В его любящей, покойной и снисходительной душе исчезали угловатые распри и смягчался крик себялюбивой обидчивости. Он был между нами звеном соединения многого и многих и часто примирял в симпатии к себе целые круги, враждовавшие между собой, и друзей, готовых разойтиться. Грановский и Белинский, вовсе не похожие друг на друга, принадлежали к самым светлым и замечательным личностям нашего круга.
К концу тяжелой эпохи, из которой Россия выходит теперь, когда все было прибито к земле, одна официальная низость громко говорила, литература была приостановлена и вместо науки преподавали теорию рабства, ценсура качала головой, читая притчи Христа, и вымарывала басни Крылова, – в то время, встречая Грановского на кафедре, становилось легче на душе. «Не все еще погибло, если он продолжает свою речь», – думал каждый и свободнее дышал.
А ведь Грановский не был ни боец, как Белинский, ни диалектик, как Бакунин. Его сила была не в резкой полемике, не в смелом отрицании, а именно в положительно нравственном влиянии, в безусловном доверии, которое он вселял, в художественности его натуры, покойной ровности его духа, в чистоте его характера и в постоянном, глубоком протесте против существующего порядка в России. Не только слова его действовали, но и его молчание: мысль его, не имея права высказаться, проступала так ярко в чертах его лица, что ее трудно было не прочесть, особенно в той стране, где узкое самовластие приучило догадываться и понимать затаенное слово. Грановский сумел в мрачную годину гонений, от 1848 года до смерти Николая, сохранить не только кафедру, но и свой независимый образ мыслей, и это потому, что в нем с рыцарской отвагой, с полной преданностью страстного убеждения стройно сочеталась женская нежность, мягкость форм и та примиряющая стихия, о которой мы говорили.
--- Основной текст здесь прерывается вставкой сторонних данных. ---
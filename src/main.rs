//! CLI entry point for canvas_grades.
//!
//! Fetches the authenticated student's current grades from Canvas for the
//! configured grading term, or resolves a single score against the scale.

use anyhow::{Context, Result};
use canvas_grades::{
    config::GradesConfig,
    fetch_grades,
    grading::letter_for,
    output::{append_records, print_pretty, to_json, write_json},
};
use clap::{Parser, Subcommand, ValueEnum};
use std::ffi::OsStr;
use std::path::Path;
use tracing::info;
use tracing_subscriber::{
    EnvFilter, Layer,
    filter::Directive,
    fmt::{self, format::FmtSpan},
    layer::SubscriberExt,
    util::SubscriberInitExt,
};

#[derive(Parser)]
#[command(name = "canvas_grades")]
#[command(about = "Fetch current Canvas grades with letter grades", long_about = None)]
struct Cli {
    #[command(subcommand)]
    command: Commands,
}

#[derive(Clone, Copy, ValueEnum)]
enum Format {
    Pretty,
    Json,
    Csv,
}

#[derive(Subcommand)]
enum Commands {
    /// Fetch grades for every active course
    Fetch {
        /// Grade scale and grading term config
        #[arg(short, long, default_value = "config.json")]
        config: String,

        /// Canvas host, defaults to $CANVAS_DOMAIN
        #[arg(short, long)]
        domain: Option<String>,

        /// Canvas access token, defaults to $CANVAS_TOKEN
        #[arg(short, long)]
        token: Option<String>,

        /// Output format
        #[arg(short, long, value_enum, default_value_t = Format::Pretty)]
        format: Format,

        /// File to write to (json, csv). CSV defaults to grades.csv
        #[arg(short, long)]
        output: Option<String>,
    },
    /// Resolve a single score against the configured scale
    Letter {
        /// Percentage score
        #[arg(allow_hyphen_values = true)]
        score: f64,

        /// Grade scale config
        #[arg(short, long, default_value = "config.json")]
        config: String,
    },
}

#[tokio::main]
async fn main() -> Result<()> {
    dotenvy::dotenv().ok(); // Load .env file

    // Logging setup: colored stderr + JSON rolling log file
    let log_file_path =
        std::env::var("LOG_FILE_PATH").unwrap_or_else(|_| "logs/canvas_grades.log".to_string());
    let log_dir = Path::new(&log_file_path)
        .parent()
        .unwrap_or(Path::new("logs"));
    let log_file_name = Path::new(&log_file_path)
        .file_name()
        .unwrap_or(OsStr::new("canvas_grades.log"));

    let file_appender = tracing_appender::rolling::daily(log_dir, log_file_name);
    let (non_blocking_file, _file_guard) = tracing_appender::non_blocking(file_appender);

    let stderr_layer = fmt::layer()
        .with_target(true)
        .with_span_events(FmtSpan::CLOSE)
        .with_ansi(true)
        .with_writer(std::io::stderr)
        .with_filter(
            EnvFilter::from_env("RUST_LOG").add_directive("info".parse::<Directive>()?),
        );

    let json_layer = fmt::layer()
        .json()
        .with_current_span(true)
        .with_span_list(true)
        .with_writer(non_blocking_file)
        .with_filter(
            EnvFilter::from_env("RUST_LOG_JSON").add_directive("debug".parse::<Directive>()?),
        );

    tracing_subscriber::registry()
        .with(stderr_layer)
        .with(json_layer)
        .init();

    let cli = Cli::parse();

    match cli.command {
        Commands::Fetch {
            config,
            domain,
            token,
            format,
            output,
        } => {
            let config = GradesConfig::load(&config)?;
            let domain = resolve(domain, "CANVAS_DOMAIN")?;
            let token = resolve(token, "CANVAS_TOKEN")?;

            let records = fetch_grades(&token, &domain, &config).await?;

            match format {
                Format::Pretty => print_pretty(&records),
                Format::Json => match output {
                    Some(path) => write_json(&path, &records)?,
                    None => println!("{}", to_json(&records)?),
                },
                Format::Csv => {
                    let path = output.unwrap_or_else(|| "grades.csv".to_string());
                    append_records(&path, &records)?;
                    info!(path = %path, rows = records.len(), "Grades appended");
                }
            }
        }
        Commands::Letter { score, config } => {
            let config = GradesConfig::load(&config)?;
            println!("{}", letter_for(score, &config.scale));
        }
    }

    Ok(())
}

/// Uses the flag value if given, otherwise the environment variable.
fn resolve(flag: Option<String>, var: &str) -> Result<String> {
    match flag {
        Some(value) => Ok(value),
        None => std::env::var(var).with_context(|| format!("{var} must be set")),
    }
}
Грановский напоминает мне ряд задумчиво покойных проповедников-революционеров времен Реформации – не тех бурных, грозных, которые в «гневе своем чувствуют вполне свою жизнь», как Лютер, а тех ясных, кротких, которые так же просто надевали венок славы на свою голову, как и терновый венок. Они невозмущаемо тихи, идут твердым шагом, но не топают; людей этих боятся судьи, им с ними неловко; их примирительная улыбка оставляет по себе угрызение совести у палачей.
Таков был сам Колиньи, лучшие из жирондистов, и действительно Грановский по всему строению своей души, по ее романтическому складу, по нелюбви к крайностям скорее был бы гугенот и жирондист, чем анабаптист или монтаньяр.
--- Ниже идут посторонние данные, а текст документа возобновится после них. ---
//! Grade resolution: scale lookup, grading-period selection and per-course
//! record assembly.

pub mod aggregate;
pub mod period;
pub mod scale;
pub mod types;

pub use aggregate::build_record;
pub use period::select_period;
pub use scale::{letter_for, resolve_letter_grade};
pub use types::{
    CanvasId, Course, Enrollment, GradeRecord, GradingPeriod, ScaleTier, StudentProfile,
};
Влияние Грановского на университет и на все молодое поколение было огромно и пережило его; длинную светлую полосу оставил он по себе. Я с особенным умилением смотрю на книги, посвященные его памяти бывшими его студентами, на горячие, восторженные строки об нем в их предисловиях, в журнальных статьях, на это юношески прекрасное желание новый труд свой примкнуть к дружеской тени, коснуться, начиная речь, до его гроба, считать от него свою умственную генеалогию.
Развитие Грановского не было похоже на наше; воспитанный в Орле, он попал в Петербургский университет. Получая мало денег от отца, он с весьма молодых лет должен был писать «по подряду» журнальные статьи. Он и друг его Е. Корш, с которым он встретился тогда и остался с тех пор и до кончины в самых близких отношениях, работали на Сенковского, которому были нужны свежие силы и неопытные юноши для того, чтобы претворять добросовестный труд их в шипучее цимлянское «Библиотеки для чтения».
Собственно, бурного периода страстей и разгула в его жизни не было. После курса Педагогический институт послал его в Германию. В Берлине Грановский встретился с Станкевичем – это важнейшее событие всей его юности.